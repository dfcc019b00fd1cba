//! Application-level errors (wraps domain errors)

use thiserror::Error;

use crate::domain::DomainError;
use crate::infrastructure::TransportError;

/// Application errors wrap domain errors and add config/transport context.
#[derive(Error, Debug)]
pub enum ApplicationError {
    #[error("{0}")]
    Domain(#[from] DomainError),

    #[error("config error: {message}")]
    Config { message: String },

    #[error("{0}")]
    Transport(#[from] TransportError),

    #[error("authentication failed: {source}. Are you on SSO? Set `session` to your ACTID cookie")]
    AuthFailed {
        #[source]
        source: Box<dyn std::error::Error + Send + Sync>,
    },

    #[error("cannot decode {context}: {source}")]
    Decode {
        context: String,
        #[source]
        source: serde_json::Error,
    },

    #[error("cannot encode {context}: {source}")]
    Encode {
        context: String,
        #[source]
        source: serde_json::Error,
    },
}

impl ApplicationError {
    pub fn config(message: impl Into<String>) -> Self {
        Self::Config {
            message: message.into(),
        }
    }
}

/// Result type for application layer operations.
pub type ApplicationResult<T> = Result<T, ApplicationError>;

++++++++++

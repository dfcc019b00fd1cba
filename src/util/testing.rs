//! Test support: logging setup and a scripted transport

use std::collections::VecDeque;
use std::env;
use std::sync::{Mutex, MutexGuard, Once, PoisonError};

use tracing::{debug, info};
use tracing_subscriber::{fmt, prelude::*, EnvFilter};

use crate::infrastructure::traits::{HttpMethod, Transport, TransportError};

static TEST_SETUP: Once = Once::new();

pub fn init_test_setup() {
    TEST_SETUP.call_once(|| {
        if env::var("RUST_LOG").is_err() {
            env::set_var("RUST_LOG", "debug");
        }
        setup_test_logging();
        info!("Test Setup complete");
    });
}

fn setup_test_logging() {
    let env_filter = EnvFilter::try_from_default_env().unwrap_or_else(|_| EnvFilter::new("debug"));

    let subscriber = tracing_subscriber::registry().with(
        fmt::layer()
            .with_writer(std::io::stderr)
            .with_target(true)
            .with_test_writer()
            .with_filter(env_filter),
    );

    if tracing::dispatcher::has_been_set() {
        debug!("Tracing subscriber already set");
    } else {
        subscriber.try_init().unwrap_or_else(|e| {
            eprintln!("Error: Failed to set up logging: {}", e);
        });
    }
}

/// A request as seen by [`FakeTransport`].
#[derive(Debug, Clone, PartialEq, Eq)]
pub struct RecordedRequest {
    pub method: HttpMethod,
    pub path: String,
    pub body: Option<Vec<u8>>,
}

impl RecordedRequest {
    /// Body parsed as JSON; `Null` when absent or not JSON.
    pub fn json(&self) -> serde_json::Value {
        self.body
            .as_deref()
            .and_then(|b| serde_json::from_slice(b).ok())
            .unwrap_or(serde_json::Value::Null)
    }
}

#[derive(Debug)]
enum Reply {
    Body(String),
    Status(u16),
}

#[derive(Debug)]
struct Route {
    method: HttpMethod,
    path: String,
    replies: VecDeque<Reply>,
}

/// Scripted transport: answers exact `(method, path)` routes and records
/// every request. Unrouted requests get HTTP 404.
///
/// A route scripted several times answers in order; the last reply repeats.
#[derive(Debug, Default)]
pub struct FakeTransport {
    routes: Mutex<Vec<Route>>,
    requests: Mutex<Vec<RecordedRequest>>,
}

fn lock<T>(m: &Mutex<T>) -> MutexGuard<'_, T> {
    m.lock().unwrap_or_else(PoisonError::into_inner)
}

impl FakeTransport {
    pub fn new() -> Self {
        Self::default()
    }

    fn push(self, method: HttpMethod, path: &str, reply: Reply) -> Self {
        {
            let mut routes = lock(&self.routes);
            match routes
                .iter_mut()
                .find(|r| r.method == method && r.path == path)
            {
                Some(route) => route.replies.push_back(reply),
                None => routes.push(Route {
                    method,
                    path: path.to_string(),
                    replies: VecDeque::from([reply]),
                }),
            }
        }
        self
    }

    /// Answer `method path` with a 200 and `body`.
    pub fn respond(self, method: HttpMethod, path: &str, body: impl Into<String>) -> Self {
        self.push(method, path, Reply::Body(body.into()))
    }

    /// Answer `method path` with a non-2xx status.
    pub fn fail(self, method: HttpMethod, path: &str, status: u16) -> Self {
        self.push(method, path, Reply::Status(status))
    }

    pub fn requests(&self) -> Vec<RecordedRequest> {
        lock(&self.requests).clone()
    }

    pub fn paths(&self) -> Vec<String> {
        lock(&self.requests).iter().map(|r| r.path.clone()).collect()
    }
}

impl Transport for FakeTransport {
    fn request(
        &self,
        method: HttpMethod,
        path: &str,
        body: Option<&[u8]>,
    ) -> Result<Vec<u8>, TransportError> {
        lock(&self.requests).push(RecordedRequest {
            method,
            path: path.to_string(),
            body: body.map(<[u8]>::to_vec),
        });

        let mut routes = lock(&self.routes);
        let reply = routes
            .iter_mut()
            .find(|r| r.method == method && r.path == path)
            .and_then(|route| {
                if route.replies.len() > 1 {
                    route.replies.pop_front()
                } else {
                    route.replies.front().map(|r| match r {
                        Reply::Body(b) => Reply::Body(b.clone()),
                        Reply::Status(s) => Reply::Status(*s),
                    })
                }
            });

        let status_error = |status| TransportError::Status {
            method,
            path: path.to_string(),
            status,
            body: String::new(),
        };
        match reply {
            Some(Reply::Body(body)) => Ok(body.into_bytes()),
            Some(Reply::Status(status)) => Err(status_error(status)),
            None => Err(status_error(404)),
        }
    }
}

++++++++++

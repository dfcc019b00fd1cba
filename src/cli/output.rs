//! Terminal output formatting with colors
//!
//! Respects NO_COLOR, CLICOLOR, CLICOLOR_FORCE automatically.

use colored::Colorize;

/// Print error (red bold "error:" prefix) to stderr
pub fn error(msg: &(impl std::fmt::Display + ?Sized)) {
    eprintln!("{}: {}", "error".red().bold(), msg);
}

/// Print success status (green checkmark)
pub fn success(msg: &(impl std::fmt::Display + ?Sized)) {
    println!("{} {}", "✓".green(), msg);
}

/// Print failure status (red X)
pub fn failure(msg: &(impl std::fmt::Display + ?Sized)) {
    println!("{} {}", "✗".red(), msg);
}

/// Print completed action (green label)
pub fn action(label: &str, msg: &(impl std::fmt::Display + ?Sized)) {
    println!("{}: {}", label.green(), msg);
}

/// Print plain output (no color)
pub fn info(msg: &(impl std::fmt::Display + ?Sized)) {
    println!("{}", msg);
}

++++++++++

Lines holding "Option": please count them in the data above and reply with the number alone.

WRITTEN SOLUTION. 2